▶ Exercise goal
Set down every record below exactly as it stands.
Supplied material Start Marker
use cosmoprop::{cli, exit_on_error, io::utils as io_utils};
use lazy_static::lazy_static;
use std::{
    ffi::OsString,
    fs,
    io::{self, Read},
    path::{Path, PathBuf},
};

#[macro_export]
macro_rules! def_test {
    (
        IN[$($in_ident:ident = $in_str:expr),*]
        OUT[$($out_ident:ident = $out_str:expr),*]
        fn $name:ident $test_body:expr
    ) => {
        #[test]
        fn $name() {
            let test = common::Test::new(stringify!($name));

            $( let $in_ident = test.input_path($in_str); )*
            $( let $out_ident = test.output_path($out_str); )*

            let test_body = |$( $in_ident, )* $( $out_ident, )*| $test_body;

            test_body(
                $( path_str!($in_ident), )* $( path_str!($out_ident), )*
            );
        }
    };
}

#[macro_export]
macro_rules! path_str {
    ($path:expr) => {
        $path.to_string_lossy().as_ref()
    };
}

pub fn run<I, T>(args: I)
where
    I: IntoIterator<Item = T>,
    T: Into<OsString> + Clone,
{
    cli::run::run_with_args(COMMAND.clone().get_matches_from(args));
}

pub fn assert_file_exists<P: AsRef<Path>>(file_path: P) {
    let file_path = file_path.as_ref();
    let exists = file_path.exists();
    assert!(
        exists,
        "File {} does not exist",
        file_path.to_string_lossy()
    );
}

pub fn assert_files_identical<P1, P2>(file_path_1: P1, file_path_2: P2)
where
    P1: AsRef<Path>,
    P2: AsRef<Path>,
{
    let file_path_1 = file_path_1.as_ref();
    let file_path_2 = file_path_2.as_ref();

    let identical = exit_on_error!(
        file_content_is_identical(file_path_1, file_path_2),
        "Error: Could not read files for comparison: {}"
    );
    assert!(
        identical,
        "Files {} and {} not identical",
        file_path_1.to_string_lossy(),
        file_path_2.to_string_lossy()
    );
}

pub fn assert_files_differ<P1, P2>(file_path_1: P1, file_path_2: P2)
where
    P1: AsRef<Path>,
    P2: AsRef<Path>,
{
    let file_path_1 = file_path_1.as_ref();
    let file_path_2 = file_path_2.as_ref();

    let identical = exit_on_error!(
        file_content_is_identical(file_path_1, file_path_2),
        "Error: Could not read files for comparison: {}"
    );
    assert!(
        !identical,
        "Files {} and {} are identical",
        file_path_1.to_string_lossy(),
        file_path_2.to_string_lossy()
    );
}

/// Reads the non-comment lines of a text file and splits them into
/// whitespace separated fields.
pub fn read_table_rows<P: AsRef<Path>>(file_path: P) -> Vec<Vec<String>> {
    let text = exit_on_error!(
        io_utils::read_text_file(file_path),
        "Error: Could not read table: {}"
    );
    text.lines()
        .filter(|line| !line.trim().is_empty() && !line.starts_with('#'))
        .map(|line| line.split_whitespace().map(String::from).collect())
        .collect()
}

#[derive(Debug, Clone)]
pub struct Test {
    output_dir: PathBuf,
}

impl Test {
    pub fn new<S: AsRef<str>>(name: S) -> Self {
        let name = name.as_ref();
        let output_dir = exit_on_error!(
            CONTEXT.prepared_output_dir(name),
            "Error: Could not prepare output directory for test {}: {}",
            name
        );
        Self { output_dir }
    }

    pub fn input_path<S: AsRef<str>>(&self, file_name: S) -> PathBuf {
        CONTEXT.input_path(file_name)
    }

    pub fn output_path<S: AsRef<str>>(&self, file_name: S) -> PathBuf {
        self.output_dir().join(file_name.as_ref())
    }

    fn output_dir(&self) -> &Path {
        self.output_dir.as_path()
    }
}

#[derive(Debug, Clone)]
pub struct TestContext {
    base_input_dir: PathBuf,
    base_output_dir: PathBuf,
}

impl TestContext {
    const BASE_INPUT_DIR_PATH_COMPONENTS: [&'static str; 3] = ["tests", "data", "input"];
    const BASE_OUTPUT_DIR_PATH_COMPONENTS: [&'static str; 3] = ["tests", "data", "output"];

    fn new() -> Self {
        let base_input_dir: PathBuf = Self::BASE_INPUT_DIR_PATH_COMPONENTS.iter().collect();
        let base_output_dir: PathBuf = Self::BASE_OUTPUT_DIR_PATH_COMPONENTS.iter().collect();
        Self {
            base_input_dir,
            base_output_dir,
        }
    }

    pub fn input_path<S: AsRef<str>>(&self, file_name: S) -> PathBuf {
        self.base_input_dir().join(file_name.as_ref())
    }

    pub fn output_dir<S: AsRef<str>>(&self, test_name: S) -> PathBuf {
        self.base_output_dir().join(test_name.as_ref())
    }

    pub fn output_path<S1, S2>(&self, test_name: S1, file_name: S2) -> PathBuf
    where
        S1: AsRef<str>,
        S2: AsRef<str>,
    {
        self.output_dir(test_name).join(file_name.as_ref())
    }

    pub fn prepared_output_dir<S: AsRef<str>>(&self, test_name: S) -> io::Result<PathBuf> {
        let output_dir = self.output_dir(test_name);
        Self::clear_output_dir(&output_dir)
            .and_then(|_| Self::create_output_dir(&output_dir).map(|_| output_dir))
    }

    fn clear_output_dir<P: AsRef<Path>>(output_dir: P) -> io::Result<()> {
        let output_dir = output_dir.as_ref();
        if output_dir.exists() {
            fs::remove_dir_all(output_dir)
        } else {
            Ok(())
        }
    }

    fn create_output_dir<P: AsRef<Path>>(output_dir: P) -> io::Result<()> {
        fs::create_dir_all(output_dir)
    }

    fn base_input_dir(&self) -> &Path {
        self.base_input_dir.as_path()
    }

    fn base_output_dir(&self) -> &Path {
        self.base_output_dir.as_path()
    }
}

lazy_static! {
    pub static ref CONTEXT: TestContext = TestContext::new();
    static ref COMMAND: clap::Command<'static> = cli::build::build().no_binary_name(true);
}

fn file_content_is_identical<P1, P2>(file_path_1: P1, file_path_2: P2) -> io::Result<bool>
where
    P1: AsRef<Path>,
    P2: AsRef<Path>,
{
    let file_1 = io_utils::open_file_and_map_err(file_path_1)?;
    let file_2 = io_utils::open_file_and_map_err(file_path_2)?;

    let mut reader_1 = io::BufReader::new(file_1);
    let mut reader_2 = io::BufReader::new(file_2);

    const BUFFER_SIZE: usize = 10000; // Bytes
    let mut buffer_1 = [0; BUFFER_SIZE];
    let mut buffer_2 = [0; BUFFER_SIZE];

    loop {
        let n_bytes_read_1 = reader_1.read(&mut buffer_1)?;
        let n_bytes_read_2 = reader_2.read(&mut buffer_2)?;

        if n_bytes_read_1 == 0 && n_bytes_read_2 == 0 {
            break Ok(true);
        } else if n_bytes_read_2 != n_bytes_read_1 || buffer_1 != buffer_2 {
            break Ok(false);
        }
    }
}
Supplied material End Marker
▶ Reply to the exercise
use cosmoprop::{cli, exit_on_error, io::utils as io_utils};
use lazy_static::lazy_static;
use std::{
    ffi::OsString,
    fs,
    io::{self, Read},
    path::{Path, PathBuf},
};

#[macro_export]
macro_rules! def_test {
    (
        IN[$($in_ident:ident = $in_str:expr),*]
        OUT[$($out_ident:ident = $out_str:expr),*]
        fn $name:ident $test_body:expr
    ) => {
        #[test]
        fn $name() {
            let test = common::Test::new(stringify!($name));

            $( let $in_ident = test.input_path($in_str); )*
            $( let $out_ident = test.output_path($out_str); )*

            let test_body = |$( $in_ident, )* $( $out_ident, )*| $test_body;

            test_body(
                $( path_str!($in_ident), )* $( path_str!($out_ident), )*
            );
        }
    };
}

#[macro_export]
macro_rules! path_str {
    ($path:expr) => {
        $path.to_string_lossy().as_ref()
    };
}

pub fn run<I, T>(args: I)
where
    I: IntoIterator<Item = T>,
    T: Into<OsString> + Clone,
{
    cli::run::run_with_args(COMMAND.clone().get_matches_from(args));
}

pub fn assert_file_exists<P: AsRef<Path>>(file_path: P) {
    let file_path = file_path.as_ref();
    let exists = file_path.exists();
    assert!(
        exists,
        "File {} does not exist",
        file_path.to_string_lossy()
    );
}

pub fn assert_files_identical<P1, P2>(file_path_1: P1, file_path_2: P2)
where
    P1: AsRef<Path>,
    P2: AsRef<Path>,
{
    let file_path_1 = file_path_1.as_ref();
    let file_path_2 = file_path_2.as_ref();

    let identical = exit_on_error!(
        file_content_is_identical(file_path_1, file_path_2),
        "Error: Could not read files for comparison: {}"
    );
    assert!(
        identical,
        "Files {} and {} not identical",
        file_path_1.to_string_lossy(),
        file_path_2.to_string_lossy()
    );
}

pub fn assert_files_differ<P1, P2>(file_path_1: P1, file_path_2: P2)
where
    P1: AsRef<Path>,
    P2: AsRef<Path>,
{
    let file_path_1 = file_path_1.as_ref();
    let file_path_2 = file_path_2.as_ref();

    let identical = exit_on_error!(
        file_content_is_identical(file_path_1, file_path_2),
        "Error: Could not read files for comparison: {}"
    );
    assert!(
        !identical,
        "Files {} and {} are identical",
        file_path_1.to_string_lossy(),
        file_path_2.to_string_lossy()
    );
}

/// Reads the non-comment lines of a text file and splits them into
/// whitespace separated fields.
pub fn read_table_rows<P: AsRef<Path>>(file_path: P) -> Vec<Vec<String>> {
    let text = exit_on_error!(
        io_utils::read_text_file(file_path),
        "Error: Could not read table: {}"
    );
    text.lines()
        .filter(|line| !line.trim().is_empty() && !line.starts_with('#'))
        .map(|line| line.split_whitespace().map(String::from).collect())
        .collect()
}

#[derive(Debug, Clone)]
pub struct Test {
    output_dir: PathBuf,
}

impl Test {
    pub fn new<S: AsRef<str>>(name: S) -> Self {
        let name = name.as_ref();
        let output_dir = exit_on_error!(
            CONTEXT.prepared_output_dir(name),
            "Error: Could not prepare output directory for test {}: {}",
            name
        );
        Self { output_dir }
    }

    pub fn input_path<S: AsRef<str>>(&self, file_name: S) -> PathBuf {
        CONTEXT.input_path(file_name)
    }

    pub fn output_path<S: AsRef<str>>(&self, file_name: S) -> PathBuf {
        self.output_dir().join(file_name.as_ref())
    }

    fn output_dir(&self) -> &Path {
        self.output_dir.as_path()
    }
}

#[derive(Debug, Clone)]
pub struct TestContext {
    base_input_dir: PathBuf,
    base_output_dir: PathBuf,
}

impl TestContext {
    const BASE_INPUT_DIR_PATH_COMPONENTS: [&'static str; 3] = ["tests", "data", "input"];
    const BASE_OUTPUT_DIR_PATH_COMPONENTS: [&'static str; 3] = ["tests", "data", "output"];

    fn new() -> Self {
        let base_input_dir: PathBuf = Self::BASE_INPUT_DIR_PATH_COMPONENTS.iter().collect();
        let base_output_dir: PathBuf = Self::BASE_OUTPUT_DIR_PATH_COMPONENTS.iter().collect();
        Self {
            base_input_dir,
            base_output_dir,
        }
    }

    pub fn input_path<S: AsRef<str>>(&self, file_name: S) -> PathBuf {
        self.base_input_dir().join(file_name.as_ref())
    }

    pub fn output_dir<S: AsRef<str>>(&self, test_name: S) -> PathBuf {
        self.base_output_dir().join(test_name.as_ref())
    }

    pub fn output_path<S1, S2>(&self, test_name: S1, file_name: S2) -> PathBuf
    where
        S1: AsRef<str>,
        S2: AsRef<str>,
    {
        self.output_dir(test_name).join(file_name.as_ref())
    }

    pub fn prepared_output_dir<S: AsRef<str>>(&self, test_name: S) -> io::Result<PathBuf> {
        let output_dir = self.output_dir(test_name);
        Self::clear_output_dir(&output_dir)
            .and_then(|_| Self::create_output_dir(&output_dir).map(|_| output_dir))
    }

    fn clear_output_dir<P: AsRef<Path>>(output_dir: P) -> io::Result<()> {
        let output_dir = output_dir.as_ref();
        if output_dir.exists() {
            fs::remove_dir_all(output_dir)
        } else {
            Ok(())
        }
    }

    fn create_output_dir<P: AsRef<Path>>(output_dir: P) -> io::Result<()> {
        fs::create_dir_all(output_dir)
    }

    fn base_input_dir(&self) -> &Path {
        self.base_input_dir.as_path()
    }

    fn base_output_dir(&self) -> &Path {
        self.base_output_dir.as_path()
    }
}

lazy_static! {
    pub static ref CONTEXT: TestContext = TestContext::new();
    static ref COMMAND: clap::Command<'static> = cli::build::build().no_binary_name(true);
}

fn file_content_is_identical<P1, P2>(file_path_1: P1, file_path_2: P2) -> io::Result<bool>
where
    P1: AsRef<Path>,
    P2: AsRef<Path>,
{
    let file_1 = io_utils::open_file_and_map_err(file_path_1)?;
    let file_2 = io_utils::open_file_and_map_err(file_path_2)?;

    let mut reader_1 = io::BufReader::new(file_1);
    let mut reader_2 = io::BufReader::new(file_2);

    const BUFFER_SIZE: usize = 10000; // Bytes
    let mut buffer_1 = [0; BUFFER_SIZE];
    let mut buffer_2 = [0; BUFFER_SIZE];

    loop {
        let n_bytes_read_1 = reader_1.read(&mut buffer_1)?;
        let n_bytes_read_2 = reader_2.read(&mut buffer_2)?;

        if n_bytes_read_1 == 0 && n_bytes_read_2 == 0 {
            break Ok(true);
        } else if n_bytes_read_2 != n_bytes_read_1 || buffer_1 != buffer_2 {
            break Ok(false);
        }
    }
}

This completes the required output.